EXERCISE:
Return every line of the listing below so that it matches the original exactly.

INPUT RECORDS:
//! Emitters for floating-point classification operators.

use std::collections::HashMap;

use fusejit::OpKind;

use crate::code::BinOp;
use crate::error::CompileResult;
use crate::isa::IsaLevel;
use crate::table::{
    ConstantTable, PATTERN_ABS_MASK, PATTERN_NEG_INF, PATTERN_ONE, PATTERN_POS_INF, PATTERN_ZERO,
};

use super::{EmitCtx, Emitter};

pub(super) fn register(map: &mut HashMap<&'static str, fn(&OpKind) -> Box<dyn Emitter>>) {
    map.insert("is_finite", |_| Box::new(IsFinite));
    map.insert("is_nan", |_| Box::new(IsNan));
    map.insert("is_inf", |kind| match *kind {
        OpKind::IsInf {
            detect_negative,
            detect_positive,
        } => Box::new(IsInf {
            detect_negative,
            detect_positive,
        }),
        // The registry is keyed by name, so this arm is unreachable.
        _ => Box::new(IsInf {
            detect_negative: true,
            detect_positive: true,
        }),
    });
}

/// `|x| < inf`. NaN compares false against everything, so it is correctly
/// classified as non-finite.
struct IsFinite;

impl Emitter for IsFinite {
    fn inputs_len(&self) -> usize {
        1
    }

    fn aux_vecs(&self, _isa: IsaLevel) -> usize {
        2
    }

    fn register_table_entries(&self, table: &mut ConstantTable) {
        table.intern("abs_mask", PATTERN_ABS_MASK);
        table.intern("pos_inf", PATTERN_POS_INF);
        table.intern("one", PATTERN_ONE);
    }

    fn emit(&self, ctx: &mut EmitCtx<'_>) -> CompileResult<()> {
        let x = ctx.inputs[0];
        let dst = ctx.dst;
        let (mask, t) = (ctx.aux[0], ctx.aux[1]);
        ctx.broadcast(mask, PATTERN_ABS_MASK)?;
        ctx.bin(BinOp::And, mask, x, mask);
        ctx.broadcast(t, PATTERN_POS_INF)?;
        ctx.bin(BinOp::CmpLt, mask, mask, t);
        ctx.broadcast(t, PATTERN_ONE)?;
        ctx.bin(BinOp::And, dst, mask, t);
        Ok(())
    }
}

/// Infinity detection with selectable signs, matching the operator's
/// `detect_negative` / `detect_positive` attributes.
struct IsInf {
    detect_negative: bool,
    detect_positive: bool,
}

impl Emitter for IsInf {
    fn inputs_len(&self) -> usize {
        1
    }

    fn aux_vecs(&self, _isa: IsaLevel) -> usize {
        2
    }

    fn register_table_entries(&self, table: &mut ConstantTable) {
        match (self.detect_negative, self.detect_positive) {
            (true, true) => {
                table.intern("abs_mask", PATTERN_ABS_MASK);
                table.intern("pos_inf", PATTERN_POS_INF);
                table.intern("one", PATTERN_ONE);
            }
            (false, true) => {
                table.intern("pos_inf", PATTERN_POS_INF);
                table.intern("one", PATTERN_ONE);
            }
            (true, false) => {
                table.intern("neg_inf", PATTERN_NEG_INF);
                table.intern("one", PATTERN_ONE);
            }
            (false, false) => {
                table.intern("zero", PATTERN_ZERO);
            }
        }
    }

    fn emit(&self, ctx: &mut EmitCtx<'_>) -> CompileResult<()> {
        let x = ctx.inputs[0];
        let dst = ctx.dst;
        let (mask, t) = (ctx.aux[0], ctx.aux[1]);
        match (self.detect_negative, self.detect_positive) {
            (false, false) => {
                // Nothing to detect: the result is constant false.
                ctx.broadcast(dst, PATTERN_ZERO)?;
                return Ok(());
            }
            (true, true) => {
                ctx.broadcast(mask, PATTERN_ABS_MASK)?;
                ctx.bin(BinOp::And, mask, x, mask);
                ctx.broadcast(t, PATTERN_POS_INF)?;
                ctx.bin(BinOp::CmpEq, mask, mask, t);
            }
            (false, true) => {
                ctx.broadcast(t, PATTERN_POS_INF)?;
                ctx.bin(BinOp::CmpEq, mask, x, t);
            }
            (true, false) => {
                ctx.broadcast(t, PATTERN_NEG_INF)?;
                ctx.bin(BinOp::CmpEq, mask, x, t);
            }
        }
        ctx.broadcast(t, PATTERN_ONE)?;
        ctx.bin(BinOp::And, dst, mask, t);
        Ok(())
    }
}

/// `x != x` is the defining property of NaN.
struct IsNan;

impl Emitter for IsNan {
    fn inputs_len(&self) -> usize {
        1
    }

    fn aux_vecs(&self, _isa: IsaLevel) -> usize {
        2
    }

    fn register_table_entries(&self, table: &mut ConstantTable) {
        table.intern("one", PATTERN_ONE);
    }

    fn emit(&self, ctx: &mut EmitCtx<'_>) -> CompileResult<()> {
        let x = ctx.inputs[0];
        let dst = ctx.dst;
        let (mask, one) = (ctx.aux[0], ctx.aux[1]);
        ctx.bin(BinOp::CmpEq, mask, x, x);
        ctx.broadcast(one, PATTERN_ONE)?;
        ctx.bin(BinOp::AndNot, dst, mask, one);
        Ok(())
    }
}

WRITTEN RESPONSE:
//! Emitters for floating-point classification operators.

use std::collections::HashMap;

use fusejit::OpKind;

use crate::code::BinOp;
use crate::error::CompileResult;
use crate::isa::IsaLevel;
use crate::table::{
    ConstantTable, PATTERN_ABS_MASK, PATTERN_NEG_INF, PATTERN_ONE, PATTERN_POS_INF, PATTERN_ZERO,
};

use super::{EmitCtx, Emitter};

pub(super) fn register(map: &mut HashMap<&'static str, fn(&OpKind) -> Box<dyn Emitter>>) {
    map.insert("is_finite", |_| Box::new(IsFinite));
    map.insert("is_nan", |_| Box::new(IsNan));
    map.insert("is_inf", |kind| match *kind {
        OpKind::IsInf {
            detect_negative,
            detect_positive,
        } => Box::new(IsInf {
            detect_negative,
            detect_positive,
        }),
        // The registry is keyed by name, so this arm is unreachable.
        _ => Box::new(IsInf {
            detect_negative: true,
            detect_positive: true,
        }),
    });
}

/// `|x| < inf`. NaN compares false against everything, so it is correctly
/// classified as non-finite.
struct IsFinite;

impl Emitter for IsFinite {
    fn inputs_len(&self) -> usize {
        1
    }

    fn aux_vecs(&self, _isa: IsaLevel) -> usize {
        2
    }

    fn register_table_entries(&self, table: &mut ConstantTable) {
        table.intern("abs_mask", PATTERN_ABS_MASK);
        table.intern("pos_inf", PATTERN_POS_INF);
        table.intern("one", PATTERN_ONE);
    }

    fn emit(&self, ctx: &mut EmitCtx<'_>) -> CompileResult<()> {
        let x = ctx.inputs[0];
        let dst = ctx.dst;
        let (mask, t) = (ctx.aux[0], ctx.aux[1]);
        ctx.broadcast(mask, PATTERN_ABS_MASK)?;
        ctx.bin(BinOp::And, mask, x, mask);
        ctx.broadcast(t, PATTERN_POS_INF)?;
        ctx.bin(BinOp::CmpLt, mask, mask, t);
        ctx.broadcast(t, PATTERN_ONE)?;
        ctx.bin(BinOp::And, dst, mask, t);
        Ok(())
    }
}

/// Infinity detection with selectable signs, matching the operator's
/// `detect_negative` / `detect_positive` attributes.
struct IsInf {
    detect_negative: bool,
    detect_positive: bool,
}

impl Emitter for IsInf {
    fn inputs_len(&self) -> usize {
        1
    }

    fn aux_vecs(&self, _isa: IsaLevel) -> usize {
        2
    }

    fn register_table_entries(&self, table: &mut ConstantTable) {
        match (self.detect_negative, self.detect_positive) {
            (true, true) => {
                table.intern("abs_mask", PATTERN_ABS_MASK);
                table.intern("pos_inf", PATTERN_POS_INF);
                table.intern("one", PATTERN_ONE);
            }
            (false, true) => {
                table.intern("pos_inf", PATTERN_POS_INF);
                table.intern("one", PATTERN_ONE);
            }
            (true, false) => {
                table.intern("neg_inf", PATTERN_NEG_INF);
                table.intern("one", PATTERN_ONE);
            }
            (false, false) => {
                table.intern("zero", PATTERN_ZERO);
            }
        }
    }

    fn emit(&self, ctx: &mut EmitCtx<'_>) -> CompileResult<()> {
        let x = ctx.inputs[0];
        let dst = ctx.dst;
        let (mask, t) = (ctx.aux[0], ctx.aux[1]);
        match (self.detect_negative, self.detect_positive) {
            (false, false) => {
                // Nothing to detect: the result is constant false.
                ctx.broadcast(dst, PATTERN_ZERO)?;
                return Ok(());
            }
            (true, true) => {
                ctx.broadcast(mask, PATTERN_ABS_MASK)?;
                ctx.bin(BinOp::And, mask, x, mask);
                ctx.broadcast(t, PATTERN_POS_INF)?;
                ctx.bin(BinOp::CmpEq, mask, mask, t);
            }
            (false, true) => {
                ctx.broadcast(t, PATTERN_POS_INF)?;
                ctx.bin(BinOp::CmpEq, mask, x, t);
            }
            (true, false) => {
                ctx.broadcast(t, PATTERN_NEG_INF)?;
                ctx.bin(BinOp::CmpEq, mask, x, t);
            }
        }
        ctx.broadcast(t, PATTERN_ONE)?;
        ctx.bin(BinOp::And, dst, mask, t);
        Ok(())
    }
}

/// `x != x` is the defining property of NaN.
struct IsNan;

impl Emitter for IsNan {
    fn inputs_len(&self) -> usize {
        1
    }

    fn aux_vecs(&self, _isa: IsaLevel) -> usize {
        2
    }

    fn register_table_entries(&self, table: &mut ConstantTable) {
        table.intern("one", PATTERN_ONE);
    }

    fn emit(&self, ctx: &mut EmitCtx<'_>) -> CompileResult<()> {
        let x = ctx.inputs[0];
        let dst = ctx.dst;
        let (mask, one) = (ctx.aux[0], ctx.aux[1]);
        ctx.bin(BinOp::CmpEq, mask, x, x);
        ctx.broadcast(one, PATTERN_ONE)?;
        ctx.bin(BinOp::AndNot, dst, mask, one);
        Ok(())
    }
}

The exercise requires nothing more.